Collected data

---*---

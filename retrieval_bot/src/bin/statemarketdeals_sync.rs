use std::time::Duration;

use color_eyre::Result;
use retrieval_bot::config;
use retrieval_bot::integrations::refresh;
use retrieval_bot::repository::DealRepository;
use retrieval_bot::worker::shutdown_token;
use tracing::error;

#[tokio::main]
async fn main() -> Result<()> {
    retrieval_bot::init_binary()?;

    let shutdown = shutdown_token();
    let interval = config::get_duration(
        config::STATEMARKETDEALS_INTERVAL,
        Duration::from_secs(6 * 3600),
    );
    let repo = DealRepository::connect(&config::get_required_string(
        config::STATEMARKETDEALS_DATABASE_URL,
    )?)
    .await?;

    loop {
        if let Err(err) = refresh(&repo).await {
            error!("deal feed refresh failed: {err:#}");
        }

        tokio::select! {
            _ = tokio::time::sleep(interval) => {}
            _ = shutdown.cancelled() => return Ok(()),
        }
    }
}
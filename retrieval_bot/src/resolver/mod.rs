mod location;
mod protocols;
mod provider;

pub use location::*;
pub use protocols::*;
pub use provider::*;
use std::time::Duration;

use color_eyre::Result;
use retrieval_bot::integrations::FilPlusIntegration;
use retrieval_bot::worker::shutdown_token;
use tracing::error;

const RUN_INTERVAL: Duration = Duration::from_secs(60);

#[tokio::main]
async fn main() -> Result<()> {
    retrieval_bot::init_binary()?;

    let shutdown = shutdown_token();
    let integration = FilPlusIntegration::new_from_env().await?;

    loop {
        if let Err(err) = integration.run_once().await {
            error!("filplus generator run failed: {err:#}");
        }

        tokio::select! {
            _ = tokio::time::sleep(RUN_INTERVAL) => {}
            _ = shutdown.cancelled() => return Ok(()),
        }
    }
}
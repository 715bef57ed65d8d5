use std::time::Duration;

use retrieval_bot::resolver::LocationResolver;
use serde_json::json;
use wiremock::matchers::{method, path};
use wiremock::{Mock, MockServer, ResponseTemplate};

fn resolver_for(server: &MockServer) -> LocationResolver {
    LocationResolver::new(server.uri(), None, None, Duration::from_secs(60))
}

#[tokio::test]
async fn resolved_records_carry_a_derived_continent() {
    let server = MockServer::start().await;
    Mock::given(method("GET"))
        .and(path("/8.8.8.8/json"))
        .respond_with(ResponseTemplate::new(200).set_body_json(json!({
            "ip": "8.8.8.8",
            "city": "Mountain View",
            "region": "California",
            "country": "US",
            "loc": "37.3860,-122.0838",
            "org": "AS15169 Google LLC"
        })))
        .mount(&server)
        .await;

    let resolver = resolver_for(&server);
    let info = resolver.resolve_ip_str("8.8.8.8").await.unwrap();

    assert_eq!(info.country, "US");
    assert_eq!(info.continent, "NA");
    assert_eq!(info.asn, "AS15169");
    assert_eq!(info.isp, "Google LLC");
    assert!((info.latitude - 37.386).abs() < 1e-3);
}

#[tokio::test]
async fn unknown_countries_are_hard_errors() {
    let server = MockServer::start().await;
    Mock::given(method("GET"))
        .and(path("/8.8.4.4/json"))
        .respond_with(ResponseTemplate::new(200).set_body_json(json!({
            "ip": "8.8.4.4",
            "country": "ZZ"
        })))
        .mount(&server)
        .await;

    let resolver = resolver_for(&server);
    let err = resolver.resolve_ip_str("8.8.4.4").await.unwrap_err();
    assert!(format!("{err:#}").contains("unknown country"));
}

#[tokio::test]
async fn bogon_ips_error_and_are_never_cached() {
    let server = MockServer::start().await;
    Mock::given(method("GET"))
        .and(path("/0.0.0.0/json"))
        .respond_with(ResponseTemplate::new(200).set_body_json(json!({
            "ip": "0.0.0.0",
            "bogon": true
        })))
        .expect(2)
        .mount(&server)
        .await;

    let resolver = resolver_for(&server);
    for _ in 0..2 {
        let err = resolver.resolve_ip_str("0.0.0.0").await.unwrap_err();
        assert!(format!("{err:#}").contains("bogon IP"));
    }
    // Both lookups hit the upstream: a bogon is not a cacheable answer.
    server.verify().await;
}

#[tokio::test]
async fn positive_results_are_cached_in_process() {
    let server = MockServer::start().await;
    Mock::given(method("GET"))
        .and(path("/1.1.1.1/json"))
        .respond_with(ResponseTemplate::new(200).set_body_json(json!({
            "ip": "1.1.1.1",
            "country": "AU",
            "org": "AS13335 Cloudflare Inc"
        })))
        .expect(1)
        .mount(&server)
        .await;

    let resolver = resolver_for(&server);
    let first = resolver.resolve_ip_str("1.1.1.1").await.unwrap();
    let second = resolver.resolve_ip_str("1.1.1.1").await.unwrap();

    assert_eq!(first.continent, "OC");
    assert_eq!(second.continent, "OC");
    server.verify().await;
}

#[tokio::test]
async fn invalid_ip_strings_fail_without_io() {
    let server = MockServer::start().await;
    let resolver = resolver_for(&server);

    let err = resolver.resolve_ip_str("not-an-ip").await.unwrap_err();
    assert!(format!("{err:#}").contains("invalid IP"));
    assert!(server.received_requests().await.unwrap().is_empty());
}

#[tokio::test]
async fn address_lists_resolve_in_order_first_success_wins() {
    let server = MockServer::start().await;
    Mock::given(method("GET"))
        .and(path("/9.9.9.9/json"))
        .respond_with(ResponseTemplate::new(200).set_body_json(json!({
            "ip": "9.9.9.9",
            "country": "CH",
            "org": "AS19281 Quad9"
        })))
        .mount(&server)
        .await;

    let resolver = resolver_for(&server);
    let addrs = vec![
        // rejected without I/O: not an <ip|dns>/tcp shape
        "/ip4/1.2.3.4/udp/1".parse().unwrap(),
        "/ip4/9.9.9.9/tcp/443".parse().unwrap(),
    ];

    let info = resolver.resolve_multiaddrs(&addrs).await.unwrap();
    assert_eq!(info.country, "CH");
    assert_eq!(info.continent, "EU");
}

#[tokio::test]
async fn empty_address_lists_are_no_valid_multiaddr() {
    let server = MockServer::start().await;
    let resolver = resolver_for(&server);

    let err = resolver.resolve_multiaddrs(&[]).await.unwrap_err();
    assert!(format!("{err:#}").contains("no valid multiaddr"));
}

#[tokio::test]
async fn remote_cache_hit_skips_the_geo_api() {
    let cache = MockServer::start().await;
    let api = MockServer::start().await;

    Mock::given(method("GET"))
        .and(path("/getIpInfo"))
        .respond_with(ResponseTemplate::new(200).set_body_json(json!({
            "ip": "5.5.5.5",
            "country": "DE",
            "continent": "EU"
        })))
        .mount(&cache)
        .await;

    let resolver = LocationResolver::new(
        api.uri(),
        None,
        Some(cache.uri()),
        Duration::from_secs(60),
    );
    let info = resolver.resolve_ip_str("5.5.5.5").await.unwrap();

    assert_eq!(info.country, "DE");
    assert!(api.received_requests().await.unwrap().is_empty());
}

---*---

> [Prompt]:
Show a copy of each line from the records above in which the string "config" occurs.

> [Written reply]:
use retrieval_bot::config;
    let interval = config::get_duration(
        config::STATEMARKETDEALS_INTERVAL,
    let repo = DealRepository::connect(&config::get_required_string(
        config::STATEMARKETDEALS_DATABASE_URL,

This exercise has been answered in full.